Coppa Italia, sogno possibile per i bergamaschi?
“Assolutamente sì. L’Atalanta è arrivata vicinissima al trofeo in passato, avendo perso tre finali. Ora ha tutte le carte in regola per raggiungere di nuovo la finale e tentar di conquistare la Coppa.”

Il lavoro di Palladino: qual è la sua forza?
“La sua qualità più evidente è il rapporto che riesce a instaurare con i giocatori, che è fondamentale per una squadra come quella atalantina, fatta di talento e ambizioni.”

Compensare l’assenza di Lookman: come può fare Raspadori?
“Lookman ormai era perso mentalmente, non era mai entrato davvero in partita quest’anno, quindi la decisione di cederlo a gennaio era corretta. Raspadori, invece, è un giocatore di grande qualità e sono sicuro che sarà all’altezza delle aspettative e potrà dare un contributo importante.”

Qualche sorpresa in questa stagione con Palladino?
“Senza dubbio Ahanor. È un giovane talento con una personalità decisamente matura per la sua età, e sta confermando tutto il suo valore quest’anno.”

La crescita di Scalvini vista da ex difensore?
“Sta facendo molto bene, anche se è stato frenato da diversi infortuni lungo la stagione. Ha caratteristiche importanti: è molto serio, sa leggere le situazioni e rappresenta un vero valore aggiunto in difesa. Sono convinto che potrà ulteriormente migliorare sotto la guida di Palladino.”
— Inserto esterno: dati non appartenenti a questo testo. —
//! Factorial by linear recursion
//!
//! The simplest recursion shape: one call frame per decrement of `n`, one
//! multiplication per unwind step.

use crate::trace::TraceEvent;
use crate::RecursionError;

const FUNCTION: &str = "factorial";

/// Largest n whose factorial fits in a u64.
pub const MAX_U64_INPUT: i64 = 20;

/// Compute n! recursively.
///
/// Base case: `factorial(0) = factorial(1) = 1`.
/// Recursive case: `factorial(n) = n * factorial(n - 1)`.
///
/// # Returns
/// The factorial of `n`, `RecursionError::NegativeInput` for `n < 0`, or
/// `RecursionError::Overflow` once the product no longer fits in a u64
/// (first hit at n = 21).
pub fn factorial(n: i64) -> Result<u64, RecursionError> {
    factorial_traced(n, &mut |_| {})
}

/// Compute n! recursively, reporting each call frame to `trace`.
///
/// Events arrive in execution order: `Enter` on the way down, then a single
/// `BaseCase` at the bottom, then one `Computed` per unwind step on the way
/// back up.
pub fn factorial_traced(
    n: i64,
    trace: &mut dyn FnMut(TraceEvent),
) -> Result<u64, RecursionError> {
    trace(TraceEvent::Enter { function: FUNCTION, n });

    if n < 0 {
        return Err(RecursionError::NegativeInput { function: FUNCTION, n });
    }

    // 21! already overflows a u64; bail here instead of recursing n frames
    // deep only to fail on the unwind.
    if n > MAX_U64_INPUT {
        return Err(RecursionError::Overflow { function: FUNCTION, n });
    }

    if n <= 1 {
        trace(TraceEvent::BaseCase {
            function: FUNCTION,
            n,
            value: 1,
        });
        return Ok(1);
    }

    let previous = factorial_traced(n - 1, trace)?;
    let value = (n as u64)
        .checked_mul(previous)
        .ok_or(RecursionError::Overflow { function: FUNCTION, n })?;

    trace(TraceEvent::Computed {
        function: FUNCTION,
        n,
        value,
    });

    Ok(value)
}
Il ricordo di Zingonia e Mino Favini
“Zingonia è stata la mia casa, un percorso formativo unico dove prima si costruisce l’uomo e poi il calciatore. Con Mino Favini ho imparato moltissimo: prima ti insegnavano il gesto tecnico, poi la tattica, così che arrivare in Primavera significava già avere una grande conoscenza del gioco.”

Il ritorno all’Atalanta nel 2013
“È stato un momento speciale, perché arrivavo in una società ambiziosa e in una squadra con giocatori di livello. Anche se sotto la guida di Colantuono non mi sono trovato benissimo, è stata comunque un’esperienza importante. Per me è sempre emozionante vedere l’Atalanta nelle posizioni alte della classifica.”

Un ricordo indelebile di quel periodo?
“L’esordio in casa dopo il ritorno. Il pubblico di Bergamo è straordinario e per me, cresciuto nelle giovanili da quelle parti, è stato un motivo di enorme orgoglio prendere parte alla prima squadra proprio lì.”

Che cosa è mancato all’Atalanta per l’Europa nel 2014?
“Sicuramente un po’ di esperienza, ma quelle stagioni sono state fondamentali per iniziare a cambiare passo e costruire la squadra che conosciamo oggi.”

Cremonese e Nicola: come giudica il lavoro?
“Davide Nicola sta facendo il suo mestiere con serietà. Ora stanno attraversando qualche momento complicato e sarà essenziale ritrovare i risultati per spazzare via i momenti negativi. Sono fiducioso che la Cremonese riuscirà a salvarsi.”

Jamie Vardy in Italia: come sta andando?
“La sua stagione è positiva, sta segnando e si sta facendo valere. Non è facile ambientarsi in un campionato diverso e con una cultura calcistica diversa, ma lui sta facendo la differenza, anche considerando la sua età. È un centravanti importante per la squadra grigiorossa.”

Come si preannuncia Atalanta-Cremonese?
“Sarà una gara in cui l’Atalanta farà la partita, soprattutto davanti ai propri tifosi. La Cremonese proverà a difendersi con ordine e a strappare un risultato positivo. Mi aspetto una bella sfida, aperta e combattuta.”

La lotta Scudetto: le favorite secondo Canini
“L’Inter non è una sorpresa grazie a un gruppo di giocatori importanti e a una guida solida. Il Milan può inserirsi come outsider, avendo il vantaggio di non giocare in coppe. C’è anche il Napoli di Antonio Conte, che però paga pesantemente gli infortuni. La classifica è molto aperta e tutto può succedere.”